### Work task
Every line of the data below should be written out word for word.

Entries taken from a collection

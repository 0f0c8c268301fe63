use serde::{Deserialize, Serialize};
use std::{
    collections::HashMap,
    fs::File,
    io::BufReader,
    path::{Path, PathBuf},
    sync::Arc,
    time::Duration,
};
use thiserror::Error;
use tracing::{debug, info};

use crate::{
    i18n::{I18n, NamespaceTranslation},
    mode::{set_mode, RuntimeMode},
    registry::Registry,
    store::{FileStorage, MemoryStorage, Store, DEFAULT_STORE_NAME},
    InternalResult,
};

#[derive(Debug, Clone, Default, Serialize, Deserialize)]
pub struct SwitchboardConfig {
    #[serde(default)]
    pub mode: RuntimeMode,

    #[serde(default)]
    pub command: CommandConfig,

    #[serde(default)]
    pub i18n: I18nConfig,

    #[serde(default)]
    pub store: StoreConfig,
}

#[derive(Debug, Clone, Default, Serialize, Deserialize, PartialEq)]
pub struct CommandConfig {
    /// How long `run_command` waits for a response. Absent means forever.
    #[serde(default, with = "option_duration_ms")]
    pub timeout: Option<Duration>,
}

#[derive(Debug, Clone, Serialize, Deserialize, PartialEq)]
pub struct I18nConfig {
    #[serde(default = "default_language")]
    pub default_language: String,

    /// Translation file per language.
    #[serde(default)]
    pub translations: HashMap<String, PathBuf>,
}

impl Default for I18nConfig {
    fn default() -> Self {
        Self {
            default_language: default_language(),
            translations: HashMap::new(),
        }
    }
}

#[derive(Debug, Clone, Default, Serialize, Deserialize, PartialEq)]
pub struct StoreConfig {
    /// Backing file of the default store's local storage. In memory when
    /// absent.
    #[serde(default)]
    pub local_path: Option<PathBuf>,
}

impl SwitchboardConfig {
    // JSONファイルから設定を読み込む
    pub fn from_file<P: AsRef<Path>>(path: P) -> ConfigResult<Self> {
        from_file(path)
    }

    pub fn from_str(s: &str) -> ConfigResult<Self> {
        from_str(s)
    }

    /// Installs the configured mode, translations and default store into
    /// `registry`.
    pub fn apply(&self, registry: &Arc<Registry>) -> InternalResult<()> {
        set_mode(registry, self.mode);

        if let Some(path) = &self.store.local_path {
            let local = FileStorage::open(path)?;
            registry.get_or_insert_with(DEFAULT_STORE_NAME, || {
                Store::with_storage(Arc::new(local), Arc::new(MemoryStorage::new()))
            })?;
            debug!(path = %path.display(), "Local storage opened");
        }

        let i18n = I18n::new(registry)?;
        for (language, path) in &self.i18n.translations {
            let translations: NamespaceTranslation = from_file(path)?;
            i18n.set_translations(translations, language);
            debug!(language = %language, path = %path.display(), "Translations loaded");
        }
        i18n.change_language(&self.i18n.default_language);

        info!(mode = %self.mode, "Configuration applied");
        Ok(())
    }
}

pub fn from_file<T: for<'de> Deserialize<'de>, P: AsRef<Path>>(path: P) -> ConfigResult<T> {
    let path = path.as_ref();
    let file = File::open(path).map_err(|source| ConfigError::Io {
        path: path.to_path_buf(),
        source,
    })?;
    let reader = BufReader::new(file);
    serde_json::from_reader(reader).map_err(|source| ConfigError::Parse {
        origin: path.display().to_string(),
        source,
    })
}

pub fn from_str<T: for<'de> Deserialize<'de>>(s: &str) -> ConfigResult<T> {
    serde_json::from_str(s).map_err(|source| ConfigError::Parse {
        origin: "<string>".to_string(),
        source,
    })
}

#[derive(Error, Debug)]
pub enum ConfigError {
    #[error("Failed to open {}: {source}", .path.display())]
    Io {
        path: PathBuf,
        #[source]
        source: std::io::Error,
    },

    #[error("Failed to parse {origin}: {source}")]
    Parse {
        origin: String,
        #[source]
        source: serde_json::Error,
    },
}

pub type ConfigResult<T> = Result<T, ConfigError>;

fn default_language() -> String {
    crate::i18n::ENGLISH_ISO2.to_string()
}

// Option<Duration> をミリ秒で扱う
mod option_duration_ms {
    use serde::{Deserialize, Deserializer, Serializer};
    use std::time::Duration;

    pub fn serialize<S>(duration: &Option<Duration>, serializer: S) -> Result<S::Ok, S::Error>
    where
        S: Serializer,
    {
        match duration {
            Some(duration) => serializer.serialize_some(&(duration.as_millis() as u64)),
            None => serializer.serialize_none(),
        }
    }

    pub fn deserialize<'de, D>(deserializer: D) -> Result<Option<Duration>, D::Error>
    where
        D: Deserializer<'de>,
    {
        let millis = Option::<u64>::deserialize(deserializer)?;
        Ok(millis.map(Duration::from_millis))
    }
}

#[cfg(test)]
mod tests {
    use super::*;
    use crate::mode::get_mode;
    use std::io::Write;

    #[test]
    fn test_defaults_from_empty_object() {
        let config = SwitchboardConfig::from_str("{}").unwrap();
        assert_eq!(config.mode, RuntimeMode::Production);
        assert_eq!(config.command.timeout, None);
        assert_eq!(config.i18n.default_language, "en");
        assert!(config.i18n.translations.is_empty());
        assert_eq!(config.store.local_path, None);
    }

    #[test]
    fn test_parse_full_config() {
        let config = SwitchboardConfig::from_str(
            r#"{
                "mode": "development",
                "command": { "timeout": 1500 },
                "i18n": { "default_language": "de", "translations": { "de": "de.json" } },
                "store": { "local_path": "store.json" }
            }"#,
        )
        .unwrap();

        assert_eq!(config.mode, RuntimeMode::Development);
        assert_eq!(config.command.timeout, Some(Duration::from_millis(1500)));
        assert_eq!(config.i18n.default_language, "de");
        assert_eq!(
            config.i18n.translations.get("de"),
            Some(&PathBuf::from("de.json"))
        );
        assert_eq!(config.store.local_path, Some(PathBuf::from("store.json")));
    }

    #[test]
    fn test_timeout_round_trip() {
        let config = CommandConfig {
            timeout: Some(Duration::from_secs(2)),
        };
        let json = serde_json::to_string(&config).unwrap();
        assert_eq!(json, r#"{"timeout":2000}"#);
    }

    #[test]
    fn test_invalid_config() {
        let result = SwitchboardConfig::from_str(r#"{ "mode": "staging" }"#);
        assert!(matches!(result, Err(ConfigError::Parse { .. })));
    }

    #[test]
    fn test_missing_file() {
        let result = SwitchboardConfig::from_file("/nonexistent/switchboard.json");
        assert!(matches!(result, Err(ConfigError::Io { .. })));
    }

    #[test]
    fn test_apply() {
        let dir = tempfile::tempdir().unwrap();
        let de_path = dir.path().join("de.json");
        let mut de = File::create(&de_path).unwrap();
        write!(de, r#"{{ "Hello world": "Hallo Welt" }}"#).unwrap();

        let config = SwitchboardConfig {
            mode: RuntimeMode::Development,
            i18n: I18nConfig {
                default_language: "de".to_string(),
                translations: HashMap::from([("de".to_string(), de_path)]),
            },
            store: StoreConfig {
                local_path: Some(dir.path().join("store.json")),
            },
            ..Default::default()
        };

        let registry = Arc::new(Registry::new());
        config.apply(&registry).unwrap();

        assert_eq!(get_mode(&registry), RuntimeMode::Development);
        let i18n = I18n::new(&registry).unwrap();
        assert_eq!(i18n.language(), "de");
        assert_eq!(i18n.t("Hello world", &[]), "Hallo Welt");
        assert!(registry.contains(DEFAULT_STORE_NAME));
    }
}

### Solution to the problem
repository 0f0c8c268301fe63
use serde::{Deserialize, Serialize};
use std::{
    collections::HashMap,
    fs::File,
    io::BufReader,
    path::{Path, PathBuf},
    sync::Arc,
    time::Duration,
};
use thiserror::Error;
use tracing::{debug, info};

use crate::{
    i18n::{I18n, NamespaceTranslation},
    mode::{set_mode, RuntimeMode},
    registry::Registry,
    store::{FileStorage, MemoryStorage, Store, DEFAULT_STORE_NAME},
    InternalResult,
};

#[derive(Debug, Clone, Default, Serialize, Deserialize)]
pub struct SwitchboardConfig {
    #[serde(default)]
    pub mode: RuntimeMode,

    #[serde(default)]
    pub command: CommandConfig,

    #[serde(default)]
    pub i18n: I18nConfig,

    #[serde(default)]
    pub store: StoreConfig,
}

#[derive(Debug, Clone, Default, Serialize, Deserialize, PartialEq)]
pub struct CommandConfig {
    /// How long `run_command` waits for a response. Absent means forever.
    #[serde(default, with = "option_duration_ms")]
    pub timeout: Option<Duration>,
}

#[derive(Debug, Clone, Serialize, Deserialize, PartialEq)]
pub struct I18nConfig {
    #[serde(default = "default_language")]
    pub default_language: String,

    /// Translation file per language.
    #[serde(default)]
    pub translations: HashMap<String, PathBuf>,
}

impl Default for I18nConfig {
    fn default() -> Self {
        Self {
            default_language: default_language(),
            translations: HashMap::new(),
        }
    }
}

#[derive(Debug, Clone, Default, Serialize, Deserialize, PartialEq)]
pub struct StoreConfig {
    /// Backing file of the default store's local storage. In memory when
    /// absent.
    #[serde(default)]
    pub local_path: Option<PathBuf>,
}

impl SwitchboardConfig {
    // JSONファイルから設定を読み込む
    pub fn from_file<P: AsRef<Path>>(path: P) -> ConfigResult<Self> {
        from_file(path)
    }

    pub fn from_str(s: &str) -> ConfigResult<Self> {
        from_str(s)
    }

    /// Installs the configured mode, translations and default store into
    /// `registry`.
    pub fn apply(&self, registry: &Arc<Registry>) -> InternalResult<()> {
        set_mode(registry, self.mode);

        if let Some(path) = &self.store.local_path {
            let local = FileStorage::open(path)?;
            registry.get_or_insert_with(DEFAULT_STORE_NAME, || {
                Store::with_storage(Arc::new(local), Arc::new(MemoryStorage::new()))
            })?;
            debug!(path = %path.display(), "Local storage opened");
        }

        let i18n = I18n::new(registry)?;
        for (language, path) in &self.i18n.translations {
            let translations: NamespaceTranslation = from_file(path)?;
            i18n.set_translations(translations, language);
            debug!(language = %language, path = %path.display(), "Translations loaded");
        }
        i18n.change_language(&self.i18n.default_language);

        info!(mode = %self.mode, "Configuration applied");
        Ok(())
    }
}

pub fn from_file<T: for<'de> Deserialize<'de>, P: AsRef<Path>>(path: P) -> ConfigResult<T> {
    let path = path.as_ref();
    let file = File::open(path).map_err(|source| ConfigError::Io {
        path: path.to_path_buf(),
        source,
    })?;
    let reader = BufReader::new(file);
    serde_json::from_reader(reader).map_err(|source| ConfigError::Parse {
        origin: path.display().to_string(),
        source,
    })
}

pub fn from_str<T: for<'de> Deserialize<'de>>(s: &str) -> ConfigResult<T> {
    serde_json::from_str(s).map_err(|source| ConfigError::Parse {
        origin: "<string>".to_string(),
        source,
    })
}

#[derive(Error, Debug)]
pub enum ConfigError {
    #[error("Failed to open {}: {source}", .path.display())]
    Io {
        path: PathBuf,
        #[source]
        source: std::io::Error,
    },

    #[error("Failed to parse {origin}: {source}")]
    Parse {
        origin: String,
        #[source]
        source: serde_json::Error,
    },
}

pub type ConfigResult<T> = Result<T, ConfigError>;

fn default_language() -> String {
    crate::i18n::ENGLISH_ISO2.to_string()
}

// Option<Duration> をミリ秒で扱う
mod option_duration_ms {
    use serde::{Deserialize, Deserializer, Serializer};
    use std::time::Duration;

    pub fn serialize<S>(duration: &Option<Duration>, serializer: S) -> Result<S::Ok, S::Error>
    where
        S: Serializer,
    {
        match duration {
            Some(duration) => serializer.serialize_some(&(duration.as_millis() as u64)),
            None => serializer.serialize_none(),
        }
    }

    pub fn deserialize<'de, D>(deserializer: D) -> Result<Option<Duration>, D::Error>
    where
        D: Deserializer<'de>,
    {
        let millis = Option::<u64>::deserialize(deserializer)?;
        Ok(millis.map(Duration::from_millis))
    }
}

#[cfg(test)]
mod tests {
    use super::*;
    use crate::mode::get_mode;
    use std::io::Write;

    #[test]
    fn test_defaults_from_empty_object() {
        let config = SwitchboardConfig::from_str("{}").unwrap();
        assert_eq!(config.mode, RuntimeMode::Production);
        assert_eq!(config.command.timeout, None);
        assert_eq!(config.i18n.default_language, "en");
        assert!(config.i18n.translations.is_empty());
        assert_eq!(config.store.local_path, None);
    }

    #[test]
    fn test_parse_full_config() {
        let config = SwitchboardConfig::from_str(
            r#"{
                "mode": "development",
                "command": { "timeout": 1500 },
                "i18n": { "default_language": "de", "translations": { "de": "de.json" } },
                "store": { "local_path": "store.json" }
            }"#,
        )
        .unwrap();

        assert_eq!(config.mode, RuntimeMode::Development);
        assert_eq!(config.command.timeout, Some(Duration::from_millis(1500)));
        assert_eq!(config.i18n.default_language, "de");
        assert_eq!(
            config.i18n.translations.get("de"),
            Some(&PathBuf::from("de.json"))
        );
        assert_eq!(config.store.local_path, Some(PathBuf::from("store.json")));
    }

    #[test]
    fn test_timeout_round_trip() {
        let config = CommandConfig {
            timeout: Some(Duration::from_secs(2)),
        };
        let json = serde_json::to_string(&config).unwrap();
        assert_eq!(json, r#"{"timeout":2000}"#);
    }

    #[test]
    fn test_invalid_config() {
        let result = SwitchboardConfig::from_str(r#"{ "mode": "staging" }"#);
        assert!(matches!(result, Err(ConfigError::Parse { .. })));
    }

    #[test]
    fn test_missing_file() {
        let result = SwitchboardConfig::from_file("/nonexistent/switchboard.json");
        assert!(matches!(result, Err(ConfigError::Io { .. })));
    }

    #[test]
    fn test_apply() {
        let dir = tempfile::tempdir().unwrap();
        let de_path = dir.path().join("de.json");
        let mut de = File::create(&de_path).unwrap();
        write!(de, r#"{{ "Hello world": "Hallo Welt" }}"#).unwrap();

        let config = SwitchboardConfig {
            mode: RuntimeMode::Development,
            i18n: I18nConfig {
                default_language: "de".to_string(),
                translations: HashMap::from([("de".to_string(), de_path)]),
            },
            store: StoreConfig {
                local_path: Some(dir.path().join("store.json")),
            },
            ..Default::default()
        };

        let registry = Arc::new(Registry::new());
        config.apply(&registry).unwrap();

        assert_eq!(get_mode(&registry), RuntimeMode::Development);
        let i18n = I18n::new(&registry).unwrap();
        assert_eq!(i18n.language(), "de");
        assert_eq!(i18n.t("Hello world", &[]), "Hallo Welt");
        assert!(registry.contains(DEFAULT_STORE_NAME));
    }
}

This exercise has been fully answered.